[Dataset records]
↓

use std::collections::{BTreeMap, HashSet};
use std::hash::{Hash, Hasher};
use std::net::{Ipv4Addr, SocketAddrV4};

use anyhow::Context;
use rand::{Rng, SeedableRng};
use rand_xoshiro::Xoshiro256PlusPlus;

use crate::core::configuration::{
    time_option, ConfigOptions, Flatten, HostName, HostOptions, TransferOptions,
};
use crate::core::support::simulation_time::SimulationTime;
use crate::host::host::{HostId, HostParameters};
use crate::utility::units;

/// The first address given to hosts that don't have one configured.
const FIRST_ASSIGNED_IP: Ipv4Addr = Ipv4Addr::new(11, 0, 0, 1);

/// The simulation configuration after processing the configuration options.
#[derive(Debug)]
pub struct SimConfig {
    pub stop_time: SimulationTime,

    // constant latency between any two distinct hosts
    pub latency: SimulationTime,

    // hosts in order of their ids
    pub hosts: Vec<HostParameters>,

    pub transfers: Vec<TransferInfo>,
}

/// A bulk transfer after resolving the host names.
#[derive(Debug, Clone)]
pub struct TransferInfo {
    pub client: HostId,
    pub server: HostId,
    pub server_addr: SocketAddrV4,
    pub size: u64,
    pub start_time: SimulationTime,
}

impl SimConfig {
    pub fn new(config: &ConfigOptions) -> anyhow::Result<Self> {
        // Xoshiro256PlusPlus is not ideal when a seed with many zeros is used, but
        // 'seed_from_u64()' uses SplitMix64 to derive the actual seed, so we are okay here
        let mut random = Xoshiro256PlusPlus::seed_from_u64(config.seed());

        // this should be the same for all hosts
        let randomness_for_seed_calc: u64 = random.gen();

        let loopback_latency = config.loopback_latency().map_err(anyhow::Error::msg)?;

        // build the host list
        let mut hosts = vec![];
        for (id, (name, host_options)) in config.hosts.iter().enumerate() {
            let id = HostId::from(u32::try_from(id).context("Too many hosts")?);
            let host = build_host(
                id,
                name,
                host_options,
                randomness_for_seed_calc,
                loopback_latency,
            )
            .with_context(|| format!("Failed to configure host '{name}'"))?;
            hosts.push(host);
        }

        assign_ips(&mut hosts, &config.hosts)?;

        let transfers = config
            .transfers
            .iter()
            .enumerate()
            .map(|(i, transfer)| {
                build_transfer(transfer, &config.hosts, &hosts)
                    .with_context(|| format!("Failed to configure transfer {i}"))
            })
            .collect::<anyhow::Result<_>>()?;

        Ok(Self {
            stop_time: config.stop_time().map_err(anyhow::Error::msg)?,
            latency: config.latency().map_err(anyhow::Error::msg)?,
            hosts,
            transfers,
        })
    }
}

/// For a host entry in the configuration options, build the parameters of the host.
fn build_host(
    id: HostId,
    hostname: &HostName,
    host: &HostOptions,
    randomness_for_seed_calc: u64,
    loopback_latency: SimulationTime,
) -> anyhow::Result<HostParameters> {
    let options = &host.host_options;

    // hostname hash is used as part of the host's seed
    let hostname_hash = {
        let mut hasher = std::collections::hash_map::DefaultHasher::new();
        hostname.as_str().hash(&mut hasher);
        hasher.finish()
    };

    let frequency = options
        .cpu_frequency
        .context("The CPU frequency is not set")?
        .as_khz()
        .map_err(anyhow::Error::msg)?;
    if frequency == 0 {
        anyhow::bail!("The CPU frequency must be at least 1 KHz");
    }

    let raw_frequency = options
        .cpu_raw_frequency
        .flatten()
        .map(|x| x.as_khz())
        .transpose()
        .map_err(anyhow::Error::msg)?;

    let cpu_precision =
        time_option("cpu_precision", options.cpu_precision.flatten()).map_err(anyhow::Error::msg)?;
    if cpu_precision == Some(SimulationTime::ZERO) {
        anyhow::bail!("The CPU precision must be positive, or null");
    }

    let bytes = |name: &str,
                 value: Option<units::Bytes<units::SiPrefixUpper>>|
     -> anyhow::Result<usize> {
        value
            .with_context(|| format!("'{name}' is not set"))?
            .as_bytes()
            .map_err(anyhow::Error::msg)
            .and_then(|x| usize::try_from(x).context("Value is too large"))
            .with_context(|| format!("Invalid '{name}'"))
    };

    let mut tcp_config = tcp::TcpConfig::default();
    tcp_config.send_buffer_size(bytes("socket_send_buffer", options.socket_send_buffer)?);
    tcp_config.recv_buffer_size(bytes("socket_recv_buffer", options.socket_recv_buffer)?);

    let chunk_capacity = bytes("socket_chunk_capacity", options.socket_chunk_capacity)?;
    if chunk_capacity == 0 {
        anyhow::bail!("The socket chunk capacity must be positive");
    }
    tcp_config.chunk_capacity(chunk_capacity);

    let mut params = HostParameters::new(id, hostname.to_string(), Ipv4Addr::UNSPECIFIED);

    params.seed = randomness_for_seed_calc ^ hostname_hash;
    params.cpu_frequency_khz = frequency;
    params.cpu_raw_frequency_khz = raw_frequency;
    params.cpu_threshold = time_option("cpu_threshold", options.cpu_threshold.flatten())
        .map_err(anyhow::Error::msg)?;
    params.cpu_precision = cpu_precision;
    params.packet_cpu_cost = time_option("packet_cpu_cost", options.packet_cpu_cost)
        .map_err(anyhow::Error::msg)?
        .unwrap_or(SimulationTime::ZERO);
    params.loopback_latency = loopback_latency;
    params.tcp_config = tcp_config;
    params.tcp_backlog_max = options
        .tcp_backlog_max
        .context("'tcp_backlog_max' is not set")?;
    params.log_level = options
        .log_level
        .flatten()
        .map(|x| log::Level::from(x).to_level_filter());

    Ok(params)
}

/// Give each host its configured IP address, and give hosts without one the next free address
/// starting from 11.0.0.1.
fn assign_ips(
    hosts: &mut [HostParameters],
    options: &BTreeMap<HostName, HostOptions>,
) -> anyhow::Result<()> {
    let mut used = HashSet::new();

    // first register hosts that have a specific IP address
    for (host, (name, options)) in hosts.iter_mut().zip(options) {
        let Some(ip) = options.ip_addr else {
            continue;
        };

        if ip.is_unspecified() || ip.is_loopback() || ip.is_broadcast() || ip.is_multicast() {
            anyhow::bail!("Host '{name}' can't use the address {ip}");
        }
        if !used.insert(ip) {
            anyhow::bail!("The IP address {ip} of host '{name}' is already in use");
        }

        host.ip_addr = ip;
    }

    // then register remaining hosts
    let mut next = u32::from(FIRST_ASSIGNED_IP);
    for host in hosts.iter_mut().filter(|x| x.ip_addr.is_unspecified()) {
        while used.contains(&Ipv4Addr::from(next)) {
            next += 1;
        }

        let ip = Ipv4Addr::from(next);
        used.insert(ip);
        host.ip_addr = ip;
    }

    Ok(())
}

fn build_transfer(
    transfer: &TransferOptions,
    options: &BTreeMap<HostName, HostOptions>,
    hosts: &[HostParameters],
) -> anyhow::Result<TransferInfo> {
    // the hosts are in the same order as the options
    let find = |name: &HostName| {
        options
            .keys()
            .position(|x| x == name)
            .map(|i| &hosts[i])
            .with_context(|| format!("No host named '{name}'"))
    };

    let client = find(&transfer.client)?;
    let server = find(&transfer.server)?;

    if transfer.port == 0 {
        anyhow::bail!("The server port must not be 0");
    }

    Ok(TransferInfo {
        client: client.id,
        server: server.id,
        server_addr: SocketAddrV4::new(server.ip_addr, transfer.port),
        size: transfer.size.as_bytes().map_err(anyhow::Error::msg)?,
        start_time: transfer.start_time.as_simtime().map_err(anyhow::Error::msg)?,
    })
}
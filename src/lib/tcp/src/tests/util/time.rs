//! A clock for the unit tests. Nothing reads the system time, so a test decides exactly when timers
//! fire.

pub use std::time::Duration;

/// Time since the start of a test.
#[derive(Copy, Clone, Debug, PartialEq, Eq, PartialOrd, Ord, Hash)]
pub struct Instant(Duration);

impl Instant {
    pub const EPOCH: Self = Self(Duration::ZERO);
}

impl std::ops::Add<Duration> for Instant {
    type Output = Self;

    fn add(self, rhs: Duration) -> Self::Output {
        Self(self.0 + rhs)
    }
}

impl std::ops::Sub for Instant {
    type Output = Duration;

    fn sub(self, rhs: Self) -> Self::Output {
        // panic instead of saturating so that a timer running backwards fails the test
        self.0.checked_sub(rhs.0).unwrap()
    }
}

impl crate::util::time::Instant for Instant {
    type Duration = Duration;

    fn saturating_duration_since(&self, earlier: Self) -> Duration {
        self.0.saturating_sub(earlier.0)
    }

    fn checked_add(&self, duration: Duration) -> Option<Self> {
        self.0.checked_add(duration).map(Self)
    }
}
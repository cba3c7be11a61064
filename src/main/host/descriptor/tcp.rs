use std::net::Ipv4Addr;
use std::sync::Arc;

use atomic_refcell::AtomicRefCell;

use crate::core::support::emulated_time::EmulatedTime;
use crate::core::support::simulation_time::SimulationTime;
use crate::core::work::task::TaskRef;
use crate::host::descriptor::SocketHandle;
use crate::host::host::{Host, HostShared};
use crate::host::network::namespace::AssociationHandle;

/// A TCP socket on a host: the TCP state machine plus the socket's network association.
#[derive(Debug)]
pub struct TcpSocket {
    pub(crate) tcp_state: tcp::TcpState<TcpDeps>,
    pub(crate) association: Option<AssociationHandle>,
    /// The application has closed the socket, so it should be removed from the host once the TCP
    /// state has fully closed.
    pub(crate) app_closed: bool,
    /// The application has given up its handle. The connection may still be closing.
    pub(crate) detached: bool,
    /// The close timer fired (or was expired by the application) and moved the state out of
    /// `TIME_WAIT`.
    pub(crate) released: bool,
}

impl TcpSocket {
    pub fn new(deps: TcpDeps, config: tcp::TcpConfig) -> Self {
        Self {
            tcp_state: tcp::TcpState::new(deps, config),
            association: None,
            app_closed: false,
            detached: false,
            released: false,
        }
    }

    /// A socket accepted from a listener.
    pub fn new_accepted(tcp_state: tcp::TcpState<TcpDeps>, association: AssociationHandle) -> Self {
        Self {
            tcp_state,
            association: Some(association),
            app_closed: false,
            detached: false,
            released: false,
        }
    }

    pub fn state(&self) -> tcp::TcpStateKind {
        self.tcp_state.state()
    }

    /// The local address packets from this socket are sent from. Sockets bound to all interfaces
    /// report the unspecified address.
    pub(crate) fn local_ip(&self) -> Ipv4Addr {
        match (&self.association, self.tcp_state.local_remote_addrs()) {
            (_, Some((local, _))) => *local.ip(),
            (Some(association), None) => *association.local_addr().ip(),
            (None, None) => Ipv4Addr::UNSPECIFIED,
        }
    }

    /// Run `f` on the TCP state, noting whether it left `TIME_WAIT`.
    pub(crate) fn update<R>(&mut self, f: impl FnOnce(&mut tcp::TcpState<TcpDeps>) -> R) -> R {
        let before = self.tcp_state.state();
        let rv = f(&mut self.tcp_state);

        if before == tcp::TcpStateKind::TimeWait && self.tcp_state.state() == tcp::TcpStateKind::Closed
        {
            self.released = true;
        }

        rv
    }

    /// Whether the host can forget about this socket.
    pub(crate) fn is_finished(&self) -> bool {
        (self.app_closed || self.detached || self.released)
            && self.tcp_state.state() == tcp::TcpStateKind::Closed
            && !self.tcp_state.wants_to_send()
    }
}

/// The socket that a timer callback runs on, and whether the callback was registered by that
/// socket's own state or by one of its not-yet-accepted child states.
#[derive(Copy, Clone, Debug)]
struct TimerTarget {
    socket: SocketHandle,
    registered_by: tcp::TimerRegisteredBy,
}

/// Lets a TCP state read the host's clock and register timers on the host.
///
/// Timers are scheduled as host tasks that look up the target socket when they run. All timers
/// registered through one `TcpDeps` (and only those) share the same target, so when an accepted
/// child is [retargeted](Self::retarget) its pending timers follow it to its new socket.
#[derive(Debug)]
pub struct TcpDeps {
    host: Arc<HostShared>,
    timer_target: Arc<AtomicRefCell<TimerTarget>>,
}

impl TcpDeps {
    pub fn new(host: Arc<HostShared>, socket: SocketHandle) -> Self {
        Self {
            host,
            timer_target: Arc::new(AtomicRefCell::new(TimerTarget {
                socket,
                registered_by: tcp::TimerRegisteredBy::Parent,
            })),
        }
    }

    /// Run this state's timers (including ones that were already registered) on `socket`.
    pub fn retarget(&mut self, socket: SocketHandle) {
        *self.timer_target.borrow_mut() = TimerTarget {
            socket,
            registered_by: tcp::TimerRegisteredBy::Parent,
        };
    }
}

impl tcp::Dependencies for TcpDeps {
    type Instant = EmulatedTime;
    type Duration = SimulationTime;

    fn register_timer(
        &self,
        time: Self::Instant,
        f: impl FnOnce(&mut tcp::TcpState<Self>, tcp::TimerRegisteredBy) + Send + Sync + 'static,
    ) {
        let target = Arc::clone(&self.timer_target);

        let task = TaskRef::new_once(move |host: &mut Host| {
            let target = *target.borrow();
            host.with_tcp_state(target.socket, |state| f(state, target.registered_by));
        });

        self.host.schedule_task_at_time(task, time);
    }

    fn current_time(&self) -> Self::Instant {
        self.host.current_time()
    }

    fn fork(&self) -> Self {
        let socket = self.timer_target.borrow().socket;

        // timers registered by the child run on the parent's socket until the child is accepted
        Self {
            host: Arc::clone(&self.host),
            timer_target: Arc::new(AtomicRefCell::new(TimerTarget {
                socket,
                registered_by: tcp::TimerRegisteredBy::Child,
            })),
        }
    }
}

#[cfg(test)]
mod tests {
    use tcp::Dependencies;

    use super::*;
    use crate::host::host::HostId;

    #[test]
    fn test_fork_and_retarget() {
        let host = Arc::new(HostShared::new(HostId::from(0), "host".into()));
        let parent = TcpDeps::new(Arc::clone(&host), SocketHandle::from(1));

        let mut child = parent.fork();
        {
            let target = *child.timer_target.borrow();
            assert_eq!(target.socket, SocketHandle::from(1));
            assert_eq!(target.registered_by, tcp::TimerRegisteredBy::Child);
        }

        // a timer registered before the child was accepted
        let before_accept = Arc::clone(&child.timer_target);

        child.retarget(SocketHandle::from(2));
        let target = *before_accept.borrow();
        assert_eq!(target.socket, SocketHandle::from(2));
        assert_eq!(target.registered_by, tcp::TimerRegisteredBy::Parent);

        // the parent is unaffected
        assert_eq!(parent.timer_target.borrow().socket, SocketHandle::from(1));
    }

    #[test]
    fn test_register_timer_queues_task() {
        let host = Arc::new(HostShared::new(HostId::from(0), "host".into()));
        let deps = TcpDeps::new(Arc::clone(&host), SocketHandle::from(1));

        assert_eq!(deps.current_time(), EmulatedTime::SIMULATION_START);

        let time = EmulatedTime::SIMULATION_START + SimulationTime::SECOND;
        deps.register_timer(time, |_state, _registered_by| {});

        assert_eq!(host.next_event_time(), Some(time));
    }
}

↑

§ INSTRUCTIONS TO FOLLOW
Of all the entries above, output exactly the lines between the one holding "as the options" and the one holding "PartialOrd, Ord, Hash)]", inclusive.

§ RESPONSE
    // the hosts are in the same order as the options
    let find = |name: &HostName| {
        options
            .keys()
            .position(|x| x == name)
            .map(|i| &hosts[i])
            .with_context(|| format!("No host named '{name}'"))
    };

    let client = find(&transfer.client)?;
    let server = find(&transfer.server)?;

    if transfer.port == 0 {
        anyhow::bail!("The server port must not be 0");
    }

    Ok(TransferInfo {
        client: client.id,
        server: server.id,
        server_addr: SocketAddrV4::new(server.ip_addr, transfer.port),
        size: transfer.size.as_bytes().map_err(anyhow::Error::msg)?,
        start_time: transfer.start_time.as_simtime().map_err(anyhow::Error::msg)?,
    })
}
filename src/lib/tcp/src/tests/util/time.rs
//! A clock for the unit tests. Nothing reads the system time, so a test decides exactly when timers
//! fire.

pub use std::time::Duration;

/// Time since the start of a test.
#[derive(Copy, Clone, Debug, PartialEq, Eq, PartialOrd, Ord, Hash)]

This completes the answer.